# Title

Deep Video Detection using CNN's and RNN's

# Problem Statement

DeepFake is composed from Deep Learning and Fake and means taking one person from an image or video and replacing with someone else likeness using technology such as Deep Artificial Neural Networks. Large companies like Google invest very much in fighting the DeepFake, this including release of large datasets to help training models to counter this threat.The phenomen invades rapidly the film industry and threatens to compromise news agencies. Large digital companies, including content providers and social platforms are in the frontrun of fighting Deep Fakes. GANs that generate DeepFakes becomes better every day and, of course, if you include in a new GAN model all the information we collected until now how to combat various existent models, we create a model that cannot be beatten by the existing ones.

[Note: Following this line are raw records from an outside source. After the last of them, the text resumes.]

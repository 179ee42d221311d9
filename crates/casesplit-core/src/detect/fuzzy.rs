//! Fuzzy string similarity tolerant of OCR insertions and deletions.
//!
//! Scores are on a 0 - 100 scale. Each window is scored with the
//! normalized indel similarity `2 * LCS / (len_a + len_b)`;
//! [`partial_ratio`] slides the shorter string over the longer one and
//! keeps the best-aligning window.

/// Best similarity between the shorter string and any same-length window
/// of the longer one (0 - 100).
///
/// Windows that run past either end of the longer string are considered
/// too, so a needle that is only partly present still scores.
pub fn partial_ratio(a: &str, b: &str) -> f64 {
    let a: Vec<char> = a.chars().collect();
    let b: Vec<char> = b.chars().collect();

    let (short, long) = if a.len() <= b.len() { (a, b) } else { (b, a) };

    if short.is_empty() {
        return if long.is_empty() { 100.0 } else { 0.0 };
    }

    let n = short.len();
    let m = long.len();
    let mut best = 0.0f64;

    // Left edge: prefixes of `long` shorter than the needle.
    for end in 1..n.min(m) {
        best = best.max(ratio_chars(&short, &long[..end]));
    }

    // Full windows.
    for start in 0..=(m - n) {
        best = best.max(ratio_chars(&short, &long[start..start + n]));
        if best >= 100.0 {
            return 100.0;
        }
    }

    // Right edge: suffixes of `long` shorter than the needle.
    for start in (m - n + 1)..m {
        best = best.max(ratio_chars(&short, &long[start..]));
    }

    best
}

/// Indel similarity between two char slices (0 - 100).
fn ratio_chars(a: &[char], b: &[char]) -> f64 {
    let total = a.len() + b.len();
    if total == 0 {
        return 100.0;
    }
    200.0 * lcs_len(a, b) as f64 / total as f64
}

/// Length of the longest common subsequence, single-row DP.
fn lcs_len(a: &[char], b: &[char]) -> usize {
    let mut row = vec![0usize; b.len() + 1];
    for &ca in a {
        let mut diag = 0;
        for (j, &cb) in b.iter().enumerate() {
            let above = row[j + 1];
            row[j + 1] = if ca == cb {
                diag + 1
            } else {
                above.max(row[j])
            };
            diag = above;
        }
    }
    row[b.len()]
}
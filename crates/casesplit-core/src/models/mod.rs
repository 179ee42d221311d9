//! Data models shared across the pipeline.

pub mod chunk;
pub mod config;
pub mod summary;

pub use chunk::Chunk;
pub use config::{EnhanceOptions, ModelConfig, OutputConfig, ScanConfig, SplitConfig};
pub use summary::{SummaryRecorder, SummaryRow};
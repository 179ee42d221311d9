//! Case-number normalization.

use super::patterns::CASE_NUMBER_CHARS;

/// Prefix of every normalized case id.
pub const CASE_ID_PREFIX: &str = "I-";

/// Canonicalize a noisy case-number line.
///
/// Keeps only digits, `I`, `l` and `-`, maps `I`/`l` to `1`, drops any
/// leading `1-` runs (a misread colon before the number), then builds the
/// id from the `-` separated segments: the last three characters of the
/// first segment, the first three of every middle segment and the whole
/// last segment.
///
/// Input without any usable segment yields the bare prefix `"I-"`.
pub fn normalize_case_number(raw: &str) -> String {
    let kept: String = CASE_NUMBER_CHARS
        .find_iter(raw)
        .map(|m| m.as_str())
        .collect::<String>()
        .replace(['I', 'l'], "1");

    let trimmed = kept.trim_start_matches("1-");

    let segments: Vec<&str> = trimmed.split('-').filter(|s| !s.is_empty()).collect();

    let Some((first, rest)) = segments.split_first() else {
        return CASE_ID_PREFIX.to_string();
    };

    let mut parts: Vec<&str> = Vec::with_capacity(segments.len());
    parts.push(tail(first, 3));

    if let Some((last, middle)) = rest.split_last() {
        parts.extend(middle.iter().map(|seg| head(seg, 3)));
        parts.push(last);
    }

    format!("{}{}", CASE_ID_PREFIX, parts.join("-"))
}

// Segments only contain ASCII digits at this point, so byte slicing is safe.
fn tail(s: &str, n: usize) -> &str {
    &s[s.len().saturating_sub(n)..]
}

fn head(s: &str, n: usize) -> &str {
    &s[..s.len().min(n)]
}

#[cfg(test)]
mod tests {
    use super::*;

    #[test]
    fn test_three_segments() {
        assert_eq!(normalize_case_number("CASE NUMBER: 123-4567-89"), "I-123-456-89");
    }

    #[test]
    fn test_two_segments() {
        assert_eq!(normalize_case_number("Case Number: 55-1111"), "I-55-1111");
    }

    #[test]
    fn test_first_segment_keeps_last_three() {
        assert_eq!(normalize_case_number("Case Number: 20231234-77"), "I-234-77");
    }

    #[test]
    fn test_single_segment() {
        assert_eq!(normalize_case_number("Case Number: 98765"), "I-765");
    }

    #[test]
    fn test_ocr_confusions_map_to_one() {
        // 'I' and 'l' read for '1'
        assert_eq!(normalize_case_number("Case Number: I23-45l-9"), "I-123-451-9");
    }

    #[test]
    fn test_misread_colon_prefix_is_dropped() {
        assert_eq!(normalize_case_number("Case Number l-123-4567-89"), "I-123-456-89");
        assert_eq!(normalize_case_number("1-1-55-1111"), "I-55-1111");
    }

    #[test]
    fn test_empty_segments_ignored() {
        assert_eq!(normalize_case_number("Case Number: 123--4567---89-"), "I-123-456-89");
    }

    #[test]
    fn test_no_segments_is_bare_prefix() {
        assert_eq!(normalize_case_number("Case Number:"), "I-");
        assert_eq!(normalize_case_number("---"), "I-");
        assert_eq!(normalize_case_number(""), "I-");
    }
}
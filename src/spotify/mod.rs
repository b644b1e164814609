pub mod auth;

use anyhow::{Context, Result};
use async_trait::async_trait;
use serde::{Deserialize, Deserializer};
use tracing::debug;

use crate::config::SpotifyConfig;

/// Categories requested from the search endpoint, in answer order.
pub const SEARCH_TYPES: &str = "track,album,artist,playlist";

#[derive(Debug, Clone, Default, Deserialize, PartialEq)]
pub struct ExternalUrls {
    #[serde(default)]
    pub spotify: Option<String>,
}

#[derive(Debug, Clone, Deserialize, PartialEq)]
pub struct Image {
    pub url: String,
}

/// Artist reference embedded in tracks and albums
#[derive(Debug, Clone, Default, Deserialize, PartialEq)]
pub struct ArtistRef {
    #[serde(default)]
    pub name: String,
    #[serde(default)]
    pub external_urls: ExternalUrls,
}

/// Album reference embedded in a track
#[derive(Debug, Clone, Default, Deserialize, PartialEq)]
pub struct AlbumRef {
    #[serde(default)]
    pub name: String,
    #[serde(default)]
    pub external_urls: ExternalUrls,
    #[serde(default, deserialize_with = "null_as_default")]
    pub images: Vec<Image>,
}

#[derive(Debug, Clone, Default, Deserialize, PartialEq)]
pub struct Track {
    pub id: String,
    #[serde(default)]
    pub name: String,
    #[serde(default)]
    pub duration_ms: u64,
    #[serde(default)]
    pub external_urls: ExternalUrls,
    #[serde(default)]
    pub artists: Vec<ArtistRef>,
    #[serde(default)]
    pub album: AlbumRef,
}

#[derive(Debug, Clone, Default, Deserialize, PartialEq)]
pub struct Album {
    pub id: String,
    #[serde(default)]
    pub name: String,
    #[serde(default)]
    pub release_date: String,
    #[serde(default)]
    pub external_urls: ExternalUrls,
    #[serde(default)]
    pub artists: Vec<ArtistRef>,
    #[serde(default, deserialize_with = "null_as_default")]
    pub images: Vec<Image>,
}

#[derive(Debug, Clone, Default, Deserialize, PartialEq)]
pub struct Artist {
    pub id: String,
    #[serde(default)]
    pub name: String,
    #[serde(default)]
    pub genres: Vec<String>,
    #[serde(default)]
    pub external_urls: ExternalUrls,
    #[serde(default, deserialize_with = "null_as_default")]
    pub images: Vec<Image>,
}

#[derive(Debug, Clone, Default, Deserialize, PartialEq)]
pub struct PlaylistOwner {
    #[serde(default, deserialize_with = "null_as_default")]
    pub display_name: String,
}

#[derive(Debug, Clone, Default, Deserialize, PartialEq)]
pub struct Playlist {
    pub id: String,
    #[serde(default)]
    pub name: String,
    #[serde(default)]
    pub owner: PlaylistOwner,
    #[serde(default)]
    pub external_urls: ExternalUrls,
    #[serde(default, deserialize_with = "null_as_default")]
    pub images: Vec<Image>,
}

/// The four result categories of one search call, each in relevance order.
#[derive(Debug, Clone, Default, PartialEq)]
pub struct SearchResults {
    pub tracks: Vec<Track>,
    pub albums: Vec<Album>,
    pub artists: Vec<Artist>,
    pub playlists: Vec<Playlist>,
}

impl SearchResults {
    pub fn total(&self) -> usize {
        self.tracks.len() + self.albums.len() + self.artists.len() + self.playlists.len()
    }
}

#[derive(Debug, Deserialize)]
struct Page<T> {
    #[serde(default)]
    items: Vec<Option<T>>,
}

impl<T> Default for Page<T> {
    fn default() -> Self {
        Self { items: Vec::new() }
    }
}

impl<T> Page<T> {
    fn into_items(self) -> Vec<T> {
        self.items.into_iter().flatten().collect()
    }
}

#[derive(Debug, Deserialize)]
struct SearchResponse {
    #[serde(default)]
    tracks: Page<Track>,
    #[serde(default)]
    albums: Page<Album>,
    #[serde(default)]
    artists: Page<Artist>,
    #[serde(default)]
    playlists: Page<Playlist>,
}

impl From<SearchResponse> for SearchResults {
    fn from(response: SearchResponse) -> Self {
        Self {
            tracks: response.tracks.into_items(),
            albums: response.albums.into_items(),
            artists: response.artists.into_items(),
            playlists: response.playlists.into_items(),
        }
    }
}

fn null_as_default<'de, D, T>(deserializer: D) -> Result<T, D::Error>
where
    D: Deserializer<'de>,
    T: Default + Deserialize<'de>,
{
    Ok(Option::<T>::deserialize(deserializer)?.unwrap_or_default())
}

/// Catalog search, authenticated with a bearer token from the caller.
#[async_trait]
pub trait CatalogSearch: Send + Sync {
    async fn search(&self, access_token: &str, query: &str, limit: u32) -> Result<SearchResults>;
}

pub struct SpotifyClient {
    client: reqwest::Client,
    api_base_url: String,
}

impl SpotifyClient {
    pub fn new(client: reqwest::Client, config: &SpotifyConfig) -> Self {
        Self {
            client,
            api_base_url: config.api_base_url.trim_end_matches('/').to_string(),
        }
    }
}

#[async_trait]
impl CatalogSearch for SpotifyClient {
    async fn search(&self, access_token: &str, query: &str, limit: u32) -> Result<SearchResults> {
        let url = format!("{}/search", self.api_base_url);
        let limit = limit.to_string();

        debug!("Searching Spotify for {:?} (limit {})", query, limit);

        let response = self
            .client
            .get(&url)
            .bearer_auth(access_token)
            .query(&[("q", query), ("type", SEARCH_TYPES), ("limit", limit.as_str())])
            .send()
            .await
            .context("Failed to send search request to Spotify")?;

        let status = response.status();
        if !status.is_success() {
            let error_body = response.text().await.unwrap_or_default();
            anyhow::bail!("Spotify search error ({}): {}", status, error_body);
        }

        let search_response: SearchResponse = response
            .json()
            .await
            .context("Failed to parse Spotify search response")?;

        Ok(search_response.into())
    }
}
//! Recording fakes of the outbound seams, shared by the unit tests.

use std::sync::Mutex;

use anyhow::Result;
use async_trait::async_trait;

use crate::bot::ErrorReporter;
use crate::platform::{ChatApi, Keyboard, ResultCard};
use crate::spotify::auth::AccessTokenSource;
use crate::spotify::{CatalogSearch, SearchResults};

pub type SentMessage = (i64, String, Option<Keyboard>);

#[derive(Default)]
pub struct RecordingChat {
    fail: bool,
    sent: Mutex<Vec<SentMessage>>,
    answers: Mutex<Vec<(String, Vec<ResultCard>)>>,
}

impl RecordingChat {
    pub fn failing() -> Self {
        Self {
            fail: true,
            ..Self::default()
        }
    }

    pub fn sent_messages(&self) -> Vec<SentMessage> {
        self.sent.lock().unwrap().clone()
    }

    pub fn answers(&self) -> Vec<(String, Vec<ResultCard>)> {
        self.answers.lock().unwrap().clone()
    }
}

#[async_trait]
impl ChatApi for RecordingChat {
    async fn send_message(
        &self,
        chat_id: i64,
        text: &str,
        keyboard: Option<Keyboard>,
    ) -> Result<()> {
        if self.fail {
            anyhow::bail!("send_message failed");
        }
        self.sent
            .lock()
            .unwrap()
            .push((chat_id, text.to_string(), keyboard));
        Ok(())
    }

    async fn answer_inline_query(&self, query_id: &str, cards: Vec<ResultCard>) -> Result<()> {
        if self.fail {
            anyhow::bail!("answer_inline_query failed");
        }
        self.answers
            .lock()
            .unwrap()
            .push((query_id.to_string(), cards));
        Ok(())
    }
}

/// Returns canned results, or fails like an unreachable network.
#[derive(Default)]
pub struct FakeCatalog {
    results: SearchResults,
    fail: bool,
    calls: Mutex<Vec<(String, String, u32)>>,
}

impl FakeCatalog {
    pub fn returning(results: SearchResults) -> Self {
        Self {
            results,
            ..Self::default()
        }
    }

    pub fn unreachable() -> Self {
        Self {
            fail: true,
            ..Self::default()
        }
    }

    /// `(access_token, query, limit)` per call
    pub fn calls(&self) -> Vec<(String, String, u32)> {
        self.calls.lock().unwrap().clone()
    }
}

#[async_trait]
impl CatalogSearch for FakeCatalog {
    async fn search(&self, access_token: &str, query: &str, limit: u32) -> Result<SearchResults> {
        self.calls
            .lock()
            .unwrap()
            .push((access_token.to_string(), query.to_string(), limit));
        if self.fail {
            anyhow::bail!("connection refused");
        }
        Ok(self.results.clone())
    }
}

#[derive(Default)]
pub struct StaticToken {
    fail: bool,
    requests: Mutex<usize>,
}

impl StaticToken {
    pub fn failing() -> Self {
        Self {
            fail: true,
            ..Self::default()
        }
    }

    pub fn requests(&self) -> usize {
        *self.requests.lock().unwrap()
    }
}

#[async_trait]
impl AccessTokenSource for StaticToken {
    async fn access_token(&self) -> Result<String> {
        *self.requests.lock().unwrap() += 1;
        if self.fail {
            anyhow::bail!("token endpoint unavailable");
        }
        Ok("test-token".to_string())
    }
}

#[derive(Default)]
pub struct RecordingReporter {
    reports: Mutex<Vec<(String, String)>>,
}

impl RecordingReporter {
    /// `(context, error)` per report
    pub fn reports(&self) -> Vec<(String, String)> {
        self.reports.lock().unwrap().clone()
    }
}

impl ErrorReporter for RecordingReporter {
    fn report(&self, context: &str, error: &anyhow::Error) {
        self.reports
            .lock()
            .unwrap()
            .push((context.to_string(), format!("{:#}", error)));
    }
}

First we will work on detecting faces that were forged and we will work on developing a model to detect videos.

# Deep Fake Video Classification

## About the dataset

Files

* train_sample_videos.zip - a ZIP file containing a sample set of training videos and a metadata.json with labels. the full set of training videos is available through the links provided above.
* sample_submission.csv - a sample submission file in the correct format.
* test_videos.zip - a zip file containing a small set of videos to be used as a public validation set. To understand the datasets available for this competition, review the Getting Started information.

Metadata Columns

* filename - the filename of the video
* label - whether the video is REAL or FAKE
* original - in the case that a train set video is FAKE, the original video is listed here
* split - this is always equal to "train".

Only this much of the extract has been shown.